YOUR GOAL - The answer must be a bare number: the count of lines below that contain "action".

━━━━━ SOURCE DATA ━━━━━

//! Credential store for known users.

use std::collections::HashMap;

use tracing::debug;

use crate::error::{AuthError, Result};
use crate::password::{hash_password, validate_password, verify_password};

/// Usernames mapped to Argon2 password hashes.
///
/// Built once at start-up and read-only afterwards.
#[derive(Debug, Clone, Default)]
pub struct UserStore {
    users: HashMap<String, String>,
}

impl UserStore {
    /// Creates an empty store.
    pub fn new() -> Self {
        Self::default()
    }

    /// Adds a user, hashing the plaintext password.
    pub fn add(&mut self, username: &str, password: &str) -> Result<()> {
        validate_password(password)?;
        let hash = hash_password(password)?;
        self.add_hashed(username, hash)
    }

    /// Adds a user with an already hashed password.
    pub fn add_hashed(&mut self, username: &str, password_hash: impl Into<String>) -> Result<()> {
        if username.trim().is_empty() {
            return Err(AuthError::Validation("username must not be empty".to_string()));
        }
        if self.users.contains_key(username) {
            return Err(AuthError::Validation(format!(
                "user '{username}' already exists"
            )));
        }
        self.users.insert(username.to_string(), password_hash.into());
        Ok(())
    }

    /// Checks a username and password pair.
    ///
    /// Returns the stored username on success.
    pub fn authenticate(&self, username: &str, password: &str) -> Result<&str> {
        match self.users.get_key_value(username) {
            Some((name, hash)) if verify_password(password, hash) => Ok(name.as_str()),
            _ => {
                debug!(username, "credential check failed");
                Err(AuthError::InvalidCredentials)
            }
        }
    }

    /// Returns true if the user exists.
    pub fn contains(&self, username: &str) -> bool {
        self.users.contains_key(username)
    }

    /// Number of users.
    pub fn len(&self) -> usize {
        self.users.len()
    }

    /// Returns true if there are no users.
    pub fn is_empty(&self) -> bool {
        self.users.is_empty()
    }
}
//! HTTP response type.

use std::collections::HashMap;

/// An HTTP response.
#[derive(Debug, Clone, PartialEq, Eq)]
pub struct Response {
    /// HTTP status code.
    pub status: u16,
    /// Response headers.
    pub headers: HashMap<String, String>,
    /// Response body.
    pub body: Vec<u8>,
}

impl Response {
    /// Creates a new response with the given status.
    pub fn new(status: u16) -> Self {
        Self {
            status,
            headers: HashMap::new(),
            body: Vec::new(),
        }
    }

    /// Creates a 200 OK response.
    pub fn ok() -> Self {
        Self::new(200)
    }

    /// Creates a response with HTML content.
    pub fn html(body: impl Into<String>) -> Self {
        let body: String = body.into();
        Self::ok()
            .header("Content-Type", "text/html; charset=utf-8")
            .body(body)
    }

    /// Creates a response with plain text content.
    pub fn text(body: impl Into<String>) -> Self {
        let body: String = body.into();
        Self::ok()
            .header("Content-Type", "text/plain; charset=utf-8")
            .body(body)
    }

    /// Creates a redirect response.
    pub fn redirect(url: impl Into<String>) -> Self {
        Self::new(302).header("Location", url)
    }

    /// Creates a 401 Unauthorized response.
    pub fn unauthorized() -> Self {
        Self::new(401).body("Unauthorized")
    }

    /// Creates a plain-text 404 Not Found response.
    pub fn not_found(message: impl Into<String>) -> Self {
        Self::text(message).status(404)
    }

    /// Creates a plain-text 500 Internal Server Error response.
    pub fn internal_server_error(message: impl Into<String>) -> Self {
        Self::text(message).status(500)
    }

    /// Sets a header.
    #[must_use]
    pub fn header(mut self, key: impl Into<String>, value: impl Into<String>) -> Self {
        self.headers.insert(key.into(), value.into());
        self
    }

    /// Sets the status code.
    #[must_use]
    pub const fn status(mut self, status: u16) -> Self {
        self.status = status;
        self
    }

    /// Sets the body.
    #[must_use]
    pub fn body(mut self, body: impl Into<Vec<u8>>) -> Self {
        self.body = body.into();
        self
    }

    /// Appends text to the body.
    pub fn push_str(&mut self, text: &str) {
        self.body.extend_from_slice(text.as_bytes());
    }

    /// Returns the body as a string.
    pub fn body_string(&self) -> Option<String> {
        String::from_utf8(self.body.clone()).ok()
    }

    /// Returns the status text for the current status code.
    pub const fn status_text(&self) -> &'static str {
        match self.status {
            200 => "OK",
            302 => "Found",
            400 => "Bad Request",
            401 => "Unauthorized",
            403 => "Forbidden",
            404 => "Not Found",
            405 => "Method Not Allowed",
            500 => "Internal Server Error",
            _ => "Unknown",
        }
    }
}

impl Default for Response {
    fn default() -> Self {
        Self::ok()
    }
}
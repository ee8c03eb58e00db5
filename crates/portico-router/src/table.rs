//! Static route table.

use std::collections::HashMap;

use crate::error::{Result, RouterError};
use crate::path::PathPattern;
use crate::request::Method;

/// Suffix on a route target marking it as auth-required.
pub const AUTH_MARKER: &str = "::auth";

/// A `Controller@action` handler identifier.
#[derive(Debug, Clone, PartialEq, Eq, Hash)]
pub struct HandlerId {
    controller: String,
    action: String,
}

impl HandlerId {
    /// Parses `Controller@action`. Exactly one `@` with non-empty halves.
    pub fn parse(s: &str) -> Result<Self> {
        match s.split_once('@') {
            Some((controller, action))
                if !controller.is_empty() && !action.is_empty() && !action.contains('@') =>
            {
                Ok(Self {
                    controller: controller.to_string(),
                    action: action.to_string(),
                })
            }
            _ => Err(RouterError::InvalidTarget(s.to_string())),
        }
    }

    /// The controller half.
    pub fn controller(&self) -> &str {
        &self.controller
    }

    /// The action half.
    pub fn action(&self) -> &str {
        &self.action
    }
}

impl std::fmt::Display for HandlerId {
    fn fmt(&self, f: &mut std::fmt::Formatter<'_>) -> std::fmt::Result {
        write!(f, "{}@{}", self.controller, self.action)
    }
}

/// What a route dispatches to.
#[derive(Debug, Clone, PartialEq, Eq)]
pub struct RouteTarget {
    /// Handler to invoke.
    pub handler: HandlerId,
    /// Whether the caller must be authenticated.
    pub auth_required: bool,
}

impl RouteTarget {
    /// Parses a declaration string such as `DashBoardController@index::auth`.
    pub fn parse(s: &str) -> Result<Self> {
        let (id, auth_required) = s
            .strip_suffix(AUTH_MARKER)
            .map_or((s, false), |id| (id, true));

        Ok(Self {
            handler: HandlerId::parse(id)?,
            auth_required,
        })
    }
}

impl std::fmt::Display for RouteTarget {
    fn fmt(&self, f: &mut std::fmt::Formatter<'_>) -> std::fmt::Result {
        write!(f, "{}", self.handler)?;
        if self.auth_required {
            f.write_str(AUTH_MARKER)?;
        }
        Ok(())
    }
}

/// A single route definition.
#[derive(Debug, Clone, PartialEq, Eq)]
pub struct RouteEntry {
    /// HTTP method.
    pub method: Method,
    /// Path pattern.
    pub pattern: PathPattern,
    /// Dispatch target.
    pub target: RouteTarget,
}

/// Routes grouped by method, each group in declaration order.
///
/// Immutable once built; share it behind an `Arc` between requests.
#[derive(Debug, Clone, Default)]
pub struct RouteTable {
    routes: HashMap<Method, Vec<RouteEntry>>,
    /// Declaration order of methods, for listing.
    methods: Vec<Method>,
}

impl RouteTable {
    /// Starts a new table declaration.
    pub fn builder() -> RouteTableBuilder {
        RouteTableBuilder::default()
    }

    /// Returns the ordered entries for a method.
    pub fn routes(&self, method: Method) -> &[RouteEntry] {
        self.routes.get(&method).map(Vec::as_slice).unwrap_or_default()
    }

    /// Iterates all entries, grouped by method in declaration order.
    pub fn iter(&self) -> impl Iterator<Item = &RouteEntry> {
        self.methods.iter().flat_map(|m| self.routes(*m))
    }

    /// Total number of routes.
    pub fn len(&self) -> usize {
        self.routes.values().map(Vec::len).sum()
    }

    /// Returns true if no routes are declared.
    pub fn is_empty(&self) -> bool {
        self.len() == 0
    }
}

/// Builder collecting raw `(method, pattern, target)` declarations.
#[derive(Debug, Clone, Default)]
pub struct RouteTableBuilder {
    declared: Vec<(Method, String, String)>,
}

impl RouteTableBuilder {
    /// Adds a route.
    #[must_use]
    pub fn route(mut self, method: Method, pattern: &str, target: &str) -> Self {
        self.declared
            .push((method, pattern.to_string(), target.to_string()));
        self
    }

    /// Adds a GET route.
    #[must_use]
    pub fn get(self, pattern: &str, target: &str) -> Self {
        self.route(Method::Get, pattern, target)
    }

    /// Adds a POST route.
    #[must_use]
    pub fn post(self, pattern: &str, target: &str) -> Self {
        self.route(Method::Post, pattern, target)
    }

    /// Adds a DELETE route.
    #[must_use]
    pub fn delete(self, pattern: &str, target: &str) -> Self {
        self.route(Method::Delete, pattern, target)
    }

    /// Compiles every pattern and target.
    pub fn build(self) -> Result<RouteTable> {
        let mut table = RouteTable::default();

        for (method, pattern, target) in self.declared {
            let entry = RouteEntry {
                method,
                pattern: PathPattern::parse(&pattern)?,
                target: RouteTarget::parse(&target)?,
            };
            if !table.methods.contains(&method) {
                table.methods.push(method);
            }
            table.routes.entry(method).or_default().push(entry);
        }

        Ok(table)
    }
}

━━━━━

SOLVED EXERCISE - 10